Tarde de sábado, me dicen que la
ciudad está imposible, que la gente ha tomado las calles por asalto atraída por
las rebajas. Aún así me planteo llegar. Una hermana, más que una amiga, ha
venido desde muy lejos con su grupo de teatro. Pero imposible significa exactamente
eso: imposible. No pude llegar. Me despido de Antonio y Rafa, más que dos
hermanos son las columnas de Hércules andantes que soportan mis desvaríos de
poeta enmudecido, de animal huraño frente al papel y el lápiz, de ermitaño
citadino en busca de terminar una tesis doctoral que alimenta con fuerza esos desvaríos,
pues me seduce perderme en lecturas, sentencias de antiguos y modernos maestros,
viejas y nuevas metáforas, anécdotas de escritores, músicos, pintores, personajes
históricos, arquitectos, buscadores de utopías, perseguidores del amor y la
belleza bajo las formas más insólitas, hasta que en algún momento el caos de lecturas
asume su lógica incomprensible pero existente.
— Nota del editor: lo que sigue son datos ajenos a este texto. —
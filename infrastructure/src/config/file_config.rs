//! Raw TOML configuration data types
//!
//! These structs represent the exact structure of the TOML config file.
//! They are deserialized directly and use domain types where appropriate.
//!
//! ```toml
//! [preferences]
//! api_key = "wme_your_api_key_here"
//! theme = "default"
//! font_size = "medium"
//!
//! [service]
//! endpoint = "https://www.md2wechat.cn/api/convert"
//! timeout_seconds = 30
//!
//! [preview]
//! path = "md2wechat-preview.html"
//!
//! [output]
//! color = true
//! ```

use md2wechat_application::{DEFAULT_ENDPOINT, DEFAULT_TIMEOUT, ServiceParams};
use md2wechat_domain::Preferences;
use serde::{Deserialize, Serialize};
use std::path::PathBuf;
use thiserror::Error;

/// Default preview file, relative to the working directory
pub const DEFAULT_PREVIEW_FILE: &str = "md2wechat-preview.html";

/// Configuration validation errors
#[derive(Debug, Error)]
pub enum ConfigValidationError {
    #[error("service.timeout_seconds cannot be 0")]
    InvalidTimeout,

    #[error("service.endpoint cannot be empty")]
    EmptyEndpoint,

    #[error("service.endpoint must start with http:// or https://: {0}")]
    InvalidEndpoint(String),
}

/// Raw service configuration from TOML
#[derive(Debug, Clone, Serialize, Deserialize)]
#[serde(default)]
pub struct FileServiceConfig {
    /// Conversion endpoint URL
    pub endpoint: String,
    /// Timeout in seconds for one conversion request
    pub timeout_seconds: u64,
}

impl Default for FileServiceConfig {
    fn default() -> Self {
        Self {
            endpoint: DEFAULT_ENDPOINT.to_string(),
            timeout_seconds: DEFAULT_TIMEOUT.as_secs(),
        }
    }
}

/// Raw preview configuration from TOML
#[derive(Debug, Clone, Serialize, Deserialize)]
#[serde(default)]
pub struct FilePreviewConfig {
    /// File the preview HTML is written to
    pub path: PathBuf,
}

impl Default for FilePreviewConfig {
    fn default() -> Self {
        Self {
            path: PathBuf::from(DEFAULT_PREVIEW_FILE),
        }
    }
}

/// Raw output configuration from TOML
#[derive(Debug, Clone, Serialize, Deserialize)]
#[serde(default)]
pub struct FileOutputConfig {
    /// Enable colored terminal output
    pub color: bool,
}

impl Default for FileOutputConfig {
    fn default() -> Self {
        Self { color: true }
    }
}

/// Complete file configuration (raw TOML structure)
#[derive(Debug, Clone, Default, Serialize, Deserialize)]
#[serde(default)]
pub struct FileConfig {
    /// User preferences (api key, theme, font size)
    pub preferences: Preferences,
    /// Conversion service settings
    pub service: FileServiceConfig,
    /// Preview file settings
    pub preview: FilePreviewConfig,
    /// Output settings
    pub output: FileOutputConfig,
}

impl FileConfig {
    /// Validate the configuration
    pub fn validate(&self) -> Result<(), ConfigValidationError> {
        if self.service.timeout_seconds == 0 {
            return Err(ConfigValidationError::InvalidTimeout);
        }

        let endpoint = self.service.endpoint.trim();
        if endpoint.is_empty() {
            return Err(ConfigValidationError::EmptyEndpoint);
        }
        if !(endpoint.starts_with("http://") || endpoint.starts_with("https://")) {
            return Err(ConfigValidationError::InvalidEndpoint(endpoint.to_string()));
        }

        Ok(())
    }

    /// Service parameters for the conversion use case
    pub fn service_params(&self) -> ServiceParams {
        ServiceParams::default()
            .with_endpoint(self.service.endpoint.trim())
            .with_timeout_seconds(self.service.timeout_seconds)
    }
}
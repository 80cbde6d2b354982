//! Font size value object

use serde::{Deserialize, Serialize};
use std::str::FromStr;

/// Body font size requested from the conversion service
#[derive(Debug, Clone, Copy, PartialEq, Eq, Hash, Default, Serialize, Deserialize)]
#[serde(rename_all = "lowercase")]
pub enum FontSize {
    Small,
    #[default]
    Medium,
    Large,
}

impl FontSize {
    /// Wire identifier for this size
    pub fn as_str(&self) -> &'static str {
        match self {
            FontSize::Small => "small",
            FontSize::Medium => "medium",
            FontSize::Large => "large",
        }
    }
}

impl std::fmt::Display for FontSize {
    fn fmt(&self, f: &mut std::fmt::Formatter<'_>) -> std::fmt::Result {
        write!(f, "{}", self.as_str())
    }
}

impl FromStr for FontSize {
    type Err = String;

    fn from_str(s: &str) -> Result<Self, Self::Err> {
        match s.trim().to_lowercase().as_str() {
            "small" | "s" => Ok(FontSize::Small),
            "medium" | "m" => Ok(FontSize::Medium),
            "large" | "l" => Ok(FontSize::Large),
            other => Err(format!(
                "unknown font size '{}' (expected small, medium or large)",
                other
            )),
        }
    }
}
//! Conversion response classification
//!
//! Turns a raw HTTP status and body into a [`ConversionResult`]. The body is
//! always handled as text first so malformed payloads can still be reported.

use crate::core::error::ConversionError;
use serde_json::Value;

/// Longest body fragment carried in [`ConversionError::InvalidResponse`]
pub const MAX_RAW_FRAGMENT: usize = 200;

/// Message used when a business error carries no `msg`
pub const UNKNOWN_ERROR_MSG: &str = "unknown error";

/// HTML returned by a successful conversion
#[derive(Debug, Clone, PartialEq, Eq)]
pub struct ConvertedHtml(String);

impl ConvertedHtml {
    pub fn new(html: impl Into<String>) -> Self {
        Self(html.into())
    }

    pub fn as_str(&self) -> &str {
        &self.0
    }

    pub fn into_inner(self) -> String {
        self.0
    }
}

impl std::fmt::Display for ConvertedHtml {
    fn fmt(&self, f: &mut std::fmt::Formatter<'_>) -> std::fmt::Result {
        f.write_str(&self.0)
    }
}

/// Outcome of one conversion attempt
pub type ConversionResult = Result<ConvertedHtml, ConversionError>;

/// Classify a received HTTP response
///
/// Order of checks:
/// 1. status >= 400 → [`ConversionError::Http`], with `msg`/`code` from the body when it parses
/// 2. body is not JSON, or not an object → [`ConversionError::InvalidResponse`]
/// 3. `code != 0` → [`ConversionError::Business`]
/// 4. no `data.html` string → [`ConversionError::MissingPayload`]
pub fn classify_response(status: u16, body: &str) -> ConversionResult {
    if status >= 400 {
        return Err(ConversionError::Http {
            status,
            message: error_message(body),
        });
    }

    let parsed: Value = serde_json::from_str(body).map_err(|_| invalid(body))?;
    let Value::Object(envelope) = parsed else {
        return Err(invalid(body));
    };

    let code = envelope.get("code").and_then(Value::as_i64);
    if code != Some(0) {
        let msg = envelope
            .get("msg")
            .and_then(Value::as_str)
            .filter(|m| !m.is_empty())
            .unwrap_or(UNKNOWN_ERROR_MSG)
            .to_string();
        // A missing or non-integer code is reported as -1
        return Err(ConversionError::Business {
            code: code.unwrap_or(-1),
            msg,
        });
    }

    envelope
        .get("data")
        .and_then(|data| data.get("html"))
        .and_then(Value::as_str)
        .filter(|html| !html.is_empty())
        .map(ConvertedHtml::new)
        .ok_or(ConversionError::MissingPayload)
}

/// Extract `msg`/`code` from an error body, if it is a JSON object
fn error_message(body: &str) -> Option<String> {
    let Ok(Value::Object(envelope)) = serde_json::from_str::<Value>(body) else {
        return None;
    };

    let msg = envelope
        .get("msg")
        .and_then(Value::as_str)
        .filter(|m| !m.is_empty());
    let code = envelope.get("code").and_then(Value::as_i64);

    match (msg, code) {
        (Some(msg), Some(code)) => Some(format!("{} (code {})", msg, code)),
        (Some(msg), None) => Some(msg.to_string()),
        (None, Some(code)) => Some(format!("code {}", code)),
        (None, None) => None,
    }
}

fn invalid(body: &str) -> ConversionError {
    ConversionError::InvalidResponse {
        raw_fragment: raw_fragment(body),
    }
}

/// Leading part of a body, cut on a character boundary
pub fn raw_fragment(body: &str) -> String {
    let body = body.trim();
    if body.len() <= MAX_RAW_FRAGMENT {
        return body.to_string();
    }
    let mut end = MAX_RAW_FRAGMENT;
    while end > 0 && !body.is_char_boundary(end) {
        end -= 1;
    }
    format!("{}...", &body[..end])
}
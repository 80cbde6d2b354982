//! Configuration file loader with multi-source merging

use super::file_config::FileConfig;
use figment::{
    Figment,
    providers::{Env, Format, Serialized, Toml},
};
use std::path::{Path, PathBuf};

/// Project-level config file names, checked in order
const PROJECT_CONFIG_FILES: [&str; 2] = ["md2wechat.toml", ".md2wechat.toml"];

/// Prefix for environment overrides, e.g. `MD2WECHAT_PREFERENCES__API_KEY`
pub const ENV_PREFIX: &str = "MD2WECHAT_";

/// Configuration loader that handles file discovery and merging
pub struct ConfigLoader;

impl ConfigLoader {
    /// Load configuration from all sources with proper priority
    ///
    /// Priority (highest to lowest):
    /// 1. `MD2WECHAT_*` environment variables (`__` separates sections)
    /// 2. Explicit config path (if provided)
    /// 3. Project root: `./md2wechat.toml` or `./.md2wechat.toml`
    /// 4. Global config: `~/.config/md2wechat/config.toml`
    /// 5. Default values
    pub fn load(config_path: Option<&PathBuf>) -> Result<FileConfig, Box<figment::Error>> {
        let mut figment = Figment::new().merge(Serialized::defaults(FileConfig::default()));

        if let Some(global_path) = Self::global_config_path()
            && global_path.exists()
        {
            figment = figment.merge(Toml::file(&global_path));
        }

        if let Some(path) = Self::project_config_path() {
            figment = figment.merge(Toml::file(&path));
        }

        if let Some(path) = config_path {
            figment = figment.merge(Toml::file(path));
        }

        figment = figment.merge(Env::prefixed(ENV_PREFIX).split("__"));

        figment.extract().map_err(Box::new)
    }

    /// Load a single file over the defaults, ignoring every other source
    pub fn load_file(path: &Path) -> Result<FileConfig, Box<figment::Error>> {
        Figment::new()
            .merge(Serialized::defaults(FileConfig::default()))
            .merge(Toml::file(path))
            .extract()
            .map_err(Box::new)
    }

    /// Load only default configuration (for --no-config)
    pub fn load_defaults() -> FileConfig {
        FileConfig::default()
    }

    /// Get the global config file path
    ///
    /// `$XDG_CONFIG_HOME/md2wechat/config.toml` on Linux, the platform
    /// config directory elsewhere.
    pub fn global_config_path() -> Option<PathBuf> {
        dirs::config_dir().map(|d| d.join("md2wechat").join("config.toml"))
    }

    /// Get the project-level config file path (if it exists)
    pub fn project_config_path() -> Option<PathBuf> {
        PROJECT_CONFIG_FILES
            .iter()
            .map(PathBuf::from)
            .find(|path| path.exists())
    }

    /// File that preference updates are written to
    ///
    /// The explicit `--config` file when given, otherwise the global config.
    pub fn preferences_path(config_path: Option<&PathBuf>) -> Option<PathBuf> {
        config_path.cloned().or_else(Self::global_config_path)
    }

    /// Print the config file locations being used (for debugging)
    pub fn print_config_sources(config_path: Option<&PathBuf>) {
        println!("Configuration sources (in priority order):");
        println!("  [ENV  ] Environment: {}*", ENV_PREFIX);

        if let Some(path) = config_path {
            let mark = if path.exists() { "FOUND" } else { "     " };
            println!("  [{}] Explicit: {}", mark, path.display());
        }

        if let Some(path) = Self::project_config_path() {
            println!("  [FOUND] Project: {}", path.display());
        } else {
            println!(
                "  [     ] Project: ./{} or ./{}",
                PROJECT_CONFIG_FILES[0], PROJECT_CONFIG_FILES[1]
            );
        }

        if let Some(path) = Self::global_config_path() {
            let mark = if path.exists() { "FOUND" } else { "     " };
            println!("  [{}] Global:  {}", mark, path.display());
        }

        println!("  [     ] Default: built-in defaults");
    }
}
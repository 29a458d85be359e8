//! Filtering stages.
use async_trait::async_trait;
use tokio::sync::mpsc;
use tracing::warn;

use crate::engine::eval;
use crate::engine::processors::{emit, recv, ProcessContext, Processor};
use crate::model::path::FieldPath;
use crate::model::Traveler;
use crate::query::HasExpression;

/// Test applied by a [`Filter`].
#[derive(Debug, Clone)]
pub enum Predicate {
    /// Boolean expression over traveler fields.
    Expr(HasExpression),
    /// Current element carries one of the labels.
    Label(Vec<String>),
    /// Current element carries every property key.
    Key(Vec<String>),
    /// Current element id is listed.
    Id(Vec<String>),
}

impl Predicate {
    fn test(&self, t: &Traveler) -> bool {
        match self {
            Predicate::Expr(expr) => eval::matches(t, expr),
            Predicate::Label(labels) => t.current().is_some_and(|c| labels.contains(&c.label)),
            Predicate::Id(ids) => t.current().is_some_and(|c| ids.contains(&c.id)),
            Predicate::Key(keys) => {
                t.current().is_some()
                    && keys
                        .iter()
                        .all(|k| t.resolve(&FieldPath::property(k)).is_some())
            }
        }
    }
}

/// Forwards travelers passing a predicate.
#[derive(Debug, Clone)]
pub struct Filter {
    predicate: Predicate,
}

impl Filter {
    /// Filter stage for `predicate`.
    pub fn new(predicate: Predicate) -> Self {
        Self { predicate }
    }
}

#[async_trait]
impl Processor for Filter {
    fn name(&self) -> &'static str {
        match self.predicate {
            Predicate::Expr(_) => "Has",
            Predicate::Label(_) => "HasLabel",
            Predicate::Key(_) => "HasKey",
            Predicate::Id(_) => "HasId",
        }
    }

    async fn process(
        &self,
        ctx: ProcessContext,
        mut input: mpsc::Receiver<Traveler>,
        output: mpsc::Sender<Traveler>,
    ) {
        while let Some(t) = recv(&ctx, &mut input).await {
            if (t.is_signal() || self.predicate.test(&t)) && !emit(&ctx, &output, t).await {
                return;
            }
        }
    }
}

/// Drops travelers whose selected field values were already seen.
///
/// Keys are the JSON encodings of the selected values joined by a zero byte,
/// kept in a scratch store private to the stage. Absent fields contribute an
/// empty segment; a traveler with every field absent is always forwarded.
#[derive(Debug, Clone)]
pub struct Distinct {
    fields: Vec<FieldPath>,
}

impl Distinct {
    /// Stage deduplicating on `fields`; an empty list uses the element id.
    pub fn new(fields: &[String]) -> Self {
        let fields = if fields.is_empty() {
            vec![FieldPath::parse("_gid")]
        } else {
            fields.iter().map(|f| FieldPath::parse(f)).collect()
        };
        Self { fields }
    }

    fn key(&self, t: &Traveler) -> Option<Vec<u8>> {
        let mut key = Vec::new();
        let mut present = false;
        for (i, field) in self.fields.iter().enumerate() {
            if i > 0 {
                key.push(0);
            }
            if let Some(value) = t.resolve(field) {
                present = true;
                // Encoding a Value cannot fail: map keys are always strings.
                if let Ok(bytes) = serde_json::to_vec(&value) {
                    key.extend(bytes);
                }
            }
        }
        present.then_some(key)
    }
}

#[async_trait]
impl Processor for Distinct {
    fn name(&self) -> &'static str {
        "Distinct"
    }

    async fn process(
        &self,
        ctx: ProcessContext,
        mut input: mpsc::Receiver<Traveler>,
        output: mpsc::Sender<Traveler>,
    ) {
        let seen = ctx.manager.open_kv();
        while let Some(t) = recv(&ctx, &mut input).await {
            if !t.is_signal() {
                if let Some(key) = self.key(&t) {
                    match seen.insert_new(&key, &[]) {
                        Ok(true) => {}
                        Ok(false) => continue,
                        Err(err) => {
                            warn!(error = %err, "engine.distinct.store_failed");
                            return;
                        }
                    }
                }
            }
            if !emit(&ctx, &output, t).await {
                return;
            }
        }
    }
}
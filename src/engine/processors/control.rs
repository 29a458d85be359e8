//! Positional and counting stages.
use async_trait::async_trait;
use tokio::sync::mpsc;
use tracing::debug;

use crate::engine::processors::{emit, recv, ProcessContext, Processor};
use crate::model::{Payload, Traveler};

/// Forwards travelers at positions `start..stop`.
///
/// Once `stop` is reached the upstream stages are cancelled so they stop
/// producing, and the stage returns. Signals are forwarded and take no
/// position.
#[derive(Debug, Clone, Copy, PartialEq, Eq)]
pub struct Range {
    start: u64,
    stop: Option<u64>,
    kind: &'static str,
}

impl Range {
    /// `Limit(n)`.
    pub fn limit(n: u64) -> Self {
        Self {
            start: 0,
            stop: Some(n),
            kind: "Limit",
        }
    }

    /// `Skip(n)`.
    pub fn skip(n: u64) -> Self {
        Self {
            start: n,
            stop: None,
            kind: "Skip",
        }
    }

    /// `Range(start, stop)`; a negative stop is unbounded.
    pub fn new(start: u64, stop: i64) -> Self {
        Self {
            start,
            stop: u64::try_from(stop).ok(),
            kind: "Range",
        }
    }
}

#[async_trait]
impl Processor for Range {
    fn name(&self) -> &'static str {
        self.kind
    }

    async fn process(
        &self,
        ctx: ProcessContext,
        mut input: mpsc::Receiver<Traveler>,
        output: mpsc::Sender<Traveler>,
    ) {
        let mut position = 0u64;
        loop {
            if self.stop.is_some_and(|stop| position >= stop) {
                debug!(stage = self.kind, position, "engine.range.upstream_cancelled");
                ctx.upstream.cancel();
                return;
            }
            let Some(t) = recv(&ctx, &mut input).await else {
                return;
            };
            if t.is_signal() {
                if !emit(&ctx, &output, t).await {
                    return;
                }
                continue;
            }
            let forward = position >= self.start;
            position += 1;
            if forward && !emit(&ctx, &output, t).await {
                return;
            }
        }
    }
}

/// Replaces the stream with the number of travelers it carried.
#[derive(Debug, Clone, Copy, Default)]
pub struct CountStage;

#[async_trait]
impl Processor for CountStage {
    fn name(&self) -> &'static str {
        "Count"
    }

    async fn process(
        &self,
        ctx: ProcessContext,
        mut input: mpsc::Receiver<Traveler>,
        output: mpsc::Sender<Traveler>,
    ) {
        let mut count = 0u64;
        while let Some(t) = recv(&ctx, &mut input).await {
            if t.is_signal() {
                if !emit(&ctx, &output, t).await {
                    return;
                }
                continue;
            }
            count += 1;
        }
        if ctx.cancel.is_cancelled() {
            return;
        }
        emit(&ctx, &output, Traveler::new().with_payload(Payload::Count(count))).await;
    }
}

#[cfg(test)]
mod tests {
    use super::*;
    use crate::backend::MemoryGraph;
    use crate::engine::processors::testing::{at, context, run_stage};
    use crate::model::DataElement;
    use std::sync::Arc;

    fn inputs(n: usize) -> Vec<Traveler> {
        (0..n)
            .map(|i| at(DataElement::vertex(i.to_string(), "v")))
            .collect()
    }

    fn ids(out: &[Traveler]) -> Vec<String> {
        out.iter()
            .filter_map(|t| t.current().map(|c| c.id.clone()))
            .collect()
    }

    #[tokio::test]
    async fn limit_cancels_upstream_once_reached() {
        let ctx = context(Arc::new(MemoryGraph::new()));
        let out = run_stage(&Range::limit(2), ctx.clone(), inputs(5)).await;
        assert_eq!(ids(&out), vec!["0", "1"]);
        assert!(ctx.upstream.is_cancelled());
        assert!(!ctx.cancel.is_cancelled());
    }

    #[tokio::test]
    async fn skip_and_range_windows() {
        let ctx = || context(Arc::new(MemoryGraph::new()));
        let out = run_stage(&Range::skip(3), ctx(), inputs(5)).await;
        assert_eq!(ids(&out), vec!["3", "4"]);

        let c = ctx();
        let out = run_stage(&Range::new(1, 3), c.clone(), inputs(5)).await;
        assert_eq!(ids(&out), vec!["1", "2"]);
        assert!(c.upstream.is_cancelled());

        let c = ctx();
        let out = run_stage(&Range::new(2, -1), c.clone(), inputs(4)).await;
        assert_eq!(ids(&out), vec!["2", "3"]);
        assert!(!c.upstream.is_cancelled());
    }

    #[tokio::test]
    async fn count_ignores_signals() {
        let ctx = context(Arc::new(MemoryGraph::new()));
        let mut input = inputs(3);
        input.insert(1, Traveler::signal(4));
        let out = run_stage(&CountStage, ctx, input).await;
        assert_eq!(out.len(), 2);
        assert!(out[0].is_signal());
        assert_eq!(out[1].payload(), Some(&Payload::Count(3)));
    }
}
Como ahora, que deserto de la
ciudad y me dejo arrastrar por el innegable aliento romántico que desprende una
chimenea en invierno para el animal tropical, caribeño -por más señas-, que soy,
y tropiezo en la jungla de internet con estas valiosas palabras de Roberto
Fernández Retamar, estimuladas por la amistad y el milagro de internet.
Conversación que me devuelve a Borges, Marechal,
Lezama, Cortázar, es decir, a algún
rincón de mi mismo, a esa tesis, pretexto para seguir desvariando sobre la
literatura y la vida, escapado del ruido y las rebajas de enero, aquí, a la
orilla de la chimenea, sin Sabina pero muy bien acompañado.